Ihr seht schon, da kommt viel „erstes“ zusammen. Denn das ganze Projekt ist in seinem Umfang (baulich und inhaltlich) ein ambitioniertes, zukunftsorientiertes Vorhaben, das einen langen Atem braucht, um immer wieder Allianzen mit der Einwohnerschaft, der Politik, der Wirtschaft, der Bildung und der Kunst zu schließen, um mit Geduld und Leidenschaft ein tragendes Netzwerk aufzubauen, um bewahrend und innovativ zu wirken. Ein langer Weg, aber wenn man nicht irgendwann anfängt zu laufen, dann kommt man nie an.
Die Voraussetzungen sind jedenfalls gegeben.

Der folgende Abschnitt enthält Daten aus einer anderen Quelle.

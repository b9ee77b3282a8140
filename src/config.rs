//! Hyperparameters for the agent and the training loop.
//!
//! Every struct is `#[serde(default)]`, so a JSON file only needs to name the
//! fields it changes.

use std::fs::File;
use std::io::BufReader;
use std::path::{Path, PathBuf};

use serde::{Deserialize, Serialize};

use crate::environment::{NUM_ACTIONS, OBSERVATION_LEN};
use crate::error::{DrqnError, Result};

/// Network shape and learning parameters of [`DrqnAgent`](crate::agent::DrqnAgent).
#[derive(Debug, Clone, PartialEq, Serialize, Deserialize)]
#[serde(default)]
pub struct AgentConfig {
    pub observation_len: usize,
    pub num_actions: usize,
    pub lstm_size: usize,
    /// Hidden layer widths of the head between the LSTM and the Q-values.
    pub hidden_layers: Vec<usize>,
    pub learning_rate: f64,
    pub gamma: f32,
    pub epsilon_start: f32,
    pub epsilon_decay: f32,
    pub epsilon_min: f32,
    pub replay_buffer_capacity: usize,
}

impl Default for AgentConfig {
    fn default() -> Self {
        Self {
            observation_len: OBSERVATION_LEN,
            num_actions: NUM_ACTIONS,
            lstm_size: 256,
            hidden_layers: vec![4, 4],
            learning_rate: 1e-4,
            gamma: 0.99,
            epsilon_start: 1.0,
            epsilon_decay: 0.999,
            epsilon_min: 0.01,
            replay_buffer_capacity: 50000,
        }
    }
}

/// Episode loop parameters of [`Trainer`](crate::trainer::Trainer).
#[derive(Debug, Clone, PartialEq, Serialize, Deserialize)]
#[serde(default)]
pub struct TrainerConfig {
    pub episodes: usize,
    pub max_steps_per_episode: usize,
    pub batch_size: usize,
    /// Number of stored transitions required before the first update.
    pub learning_starts: usize,
    pub train_frequency: usize,
    /// Global step interval between target network syncs.
    pub target_update_frequency: usize,
    pub log_every: usize,
    pub save_path: Option<PathBuf>,
    pub tensorboard_dir: Option<PathBuf>,
}

impl Default for TrainerConfig {
    fn default() -> Self {
        Self {
            episodes: 100,
            max_steps_per_episode: 300,
            batch_size: 32,
            learning_starts: 1000,
            train_frequency: 1,
            target_update_frequency: 1000,
            log_every: 25,
            save_path: None,
            tensorboard_dir: None,
        }
    }
}

#[derive(Debug, Clone, Default, PartialEq, Serialize, Deserialize)]
#[serde(default)]
pub struct RunConfig {
    pub agent: AgentConfig,
    pub trainer: TrainerConfig,
}

impl RunConfig {
    pub fn from_file<P: AsRef<Path>>(path: P) -> Result<Self> {
        let reader = BufReader::new(File::open(path)?);
        let config: Self = serde_json::from_reader(reader)?;
        config.validate()?;
        Ok(config)
    }

    pub fn validate(&self) -> Result<()> {
        self.agent.validate()?;
        self.trainer.validate()?;
        if self.trainer.batch_size > self.agent.replay_buffer_capacity {
            return Err(DrqnError::Config(format!(
                "batch_size {} exceeds replay_buffer_capacity {}",
                self.trainer.batch_size, self.agent.replay_buffer_capacity
            )));
        }
        Ok(())
    }
}

impl AgentConfig {
    pub fn validate(&self) -> Result<()> {
        if self.observation_len == 0 || self.num_actions == 0 || self.lstm_size == 0 {
            return Err(DrqnError::Config(
                "observation_len, num_actions and lstm_size must be positive".into(),
            ));
        }
        if self.hidden_layers.contains(&0) {
            return Err(DrqnError::Config("hidden layer of width 0".into()));
        }
        if self.replay_buffer_capacity == 0 {
            return Err(DrqnError::Config("replay_buffer_capacity must be positive".into()));
        }
        if !(self.learning_rate > 0.0) {
            return Err(DrqnError::Config(format!(
                "learning_rate must be positive, got {}",
                self.learning_rate
            )));
        }
        if !(0.0..=1.0).contains(&self.gamma) {
            return Err(DrqnError::Config(format!("gamma {} not in [0, 1]", self.gamma)));
        }
        if !(0.0 <= self.epsilon_min
            && self.epsilon_min <= self.epsilon_start
            && self.epsilon_start <= 1.0)
        {
            return Err(DrqnError::Config(format!(
                "expected 0 <= epsilon_min ({}) <= epsilon_start ({}) <= 1",
                self.epsilon_min, self.epsilon_start
            )));
        }
        if !(self.epsilon_decay > 0.0 && self.epsilon_decay <= 1.0) {
            return Err(DrqnError::Config(format!(
                "epsilon_decay {} not in (0, 1]",
                self.epsilon_decay
            )));
        }
        Ok(())
    }
}

impl TrainerConfig {
    pub fn validate(&self) -> Result<()> {
        if self.batch_size == 0
            || self.train_frequency == 0
            || self.target_update_frequency == 0
            || self.max_steps_per_episode == 0
        {
            return Err(DrqnError::Config(
                "batch_size, train_frequency, target_update_frequency and \
                 max_steps_per_episode must be positive"
                    .into(),
            ));
        }
        Ok(())
    }
}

Der Gebäudekomplex hat Potential, die Geschichte des Ortes als Textildorf sowie der Umgebung, die Verbindung mit dem Deutschen Damast- und Frottiermuseum….. das Engagement der Menschen, die dieses Projekt in Händen haben… wenn jetzt auch noch Verwaltung und Politik mitziehen, die Anschlussfinanzierung auf lange Sicht gesichert werden kann und die Einwohnerschaft sich mit dem Fortschritt der Bauarbeiten zunehmend für dieses Projekt begeistert und sich mit ihm identifiziert, dann……. werde ich bei meinem nächsten Besuch in Großschönau auf einen spannenden Ort des Austausches, des kreativen Forschens und Schaffens stoßen. Darauf freu ich mich jetzt schon.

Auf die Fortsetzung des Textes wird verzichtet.